Un escritor es un tipo que se quita los guantes, dobla la bufanda, menciona la nieve, nombra la guerra, se frota las manos, mueve el cuello, cuelga el abrigo, va más allá, y se atreve a todo. Si no se atreve a todo, no será jamás un escritor.

Atreverse a todo incluye saber que no se trata, por ejemplo, de luchar a fondo contra los imbéciles digitales, porque imbéciles los hay en todos los ambientes, se trata más bien de escuchar lo que éstos dicen y comprenderlos, sin duda para luego crear un mundo donde los imbéciles no entren.
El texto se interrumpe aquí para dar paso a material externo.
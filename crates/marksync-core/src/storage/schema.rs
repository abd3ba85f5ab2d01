//! SQLite schema shared by every storage tier
//!
//! Buffer, cache and disk all use the same table so records can move between
//! them row for row, or as a whole-database snapshot.

use rusqlite::{Connection, Result};

/// Current schema version for migrations
pub const SCHEMA_VERSION: i32 = 1;

/// Initialize the database schema
pub fn init_schema(conn: &Connection) -> Result<()> {
    conn.execute_batch(
        r#"
        -- Schema version tracking
        CREATE TABLE IF NOT EXISTS schema_info (
            key TEXT PRIMARY KEY,
            value TEXT NOT NULL
        );

        -- One row per URL; the UNIQUE constraint drives the merge protocol
        CREATE TABLE IF NOT EXISTS bookmarks (
            id INTEGER PRIMARY KEY,
            url TEXT NOT NULL UNIQUE,
            metadata TEXT NOT NULL DEFAULT '',
            tags TEXT NOT NULL DEFAULT ',',
            description TEXT NOT NULL DEFAULT '',
            modified INTEGER NOT NULL DEFAULT (strftime('%s')),
            flags INTEGER NOT NULL DEFAULT 0,
            module TEXT NOT NULL DEFAULT ''
        );

        CREATE INDEX IF NOT EXISTS idx_bookmarks_modified ON bookmarks(modified);
        CREATE INDEX IF NOT EXISTS idx_bookmarks_module ON bookmarks(module);
        "#,
    )?;

    conn.execute(
        "INSERT OR REPLACE INTO schema_info (key, value) VALUES ('version', ?)",
        [SCHEMA_VERSION.to_string()],
    )?;

    Ok(())
}

/// Get the current schema version from the database
pub fn get_schema_version(conn: &Connection) -> Result<Option<i32>> {
    let mut stmt = conn.prepare("SELECT value FROM schema_info WHERE key = 'version'")?;
    let result: Result<String> = stmt.query_row([], |row| row.get(0));

    match result {
        Ok(version_str) => Ok(version_str.parse().ok()),
        Err(rusqlite::Error::QueryReturnedNoRows) => Ok(None),
        Err(e) => Err(e),
    }
}

/// Check if schema needs initialization or migration
pub fn needs_init(conn: &Connection) -> bool {
    let table_exists: bool = conn
        .prepare("SELECT 1 FROM sqlite_master WHERE type='table' AND name='schema_info'")
        .and_then(|mut stmt| stmt.exists([]))
        .unwrap_or(false);

    if !table_exists {
        return true;
    }

    match get_schema_version(conn) {
        Ok(Some(v)) => v < SCHEMA_VERSION,
        _ => true,
    }
}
De niño, cuando comencé a saber qué significaba construir algo por el solo placer de construirlo, dibujaba casas, todas con chimeneas humeantes, que era mi modo de expresar que el ambiente familiar era el adecuado y que estaba a gusto en casa. La puerta principal y las ventanas indicaban el interés por relacionarme con los demás. Y, aunque no podía saberlo, el camino que desde la puerta iba a las afueras del dibujo, llevaba a la escritura. Y ésta a la libertad.
Cuando en uno de mis relatos quisieron cambiarme el color de una chimenea que había dibujado en mi infancia, me negué alegando que no pensaba renunciar a ser absolutamente fiel a la visión que tenía de mi pasado personal. Esa negativa me recuerda a la del heroico granjero que en el relato Yo y mi chimenea, de Hermann Melville, se opone a que su familia remodele su casa y derribe la inmensa y vieja chimenea. Se opone alegando que destruirían lo más esencial de su finca, pues sin ese fuego, afirma, la casa perdería su espíritu.
En apoyo de ese espíritu, quiero creer que estoy, que estamos aquí hoy.
El viejo espíritu de la literatura. De la literatura sí. Nada que tenga demasiada importancia, y quizás por eso precisamente tan interesante.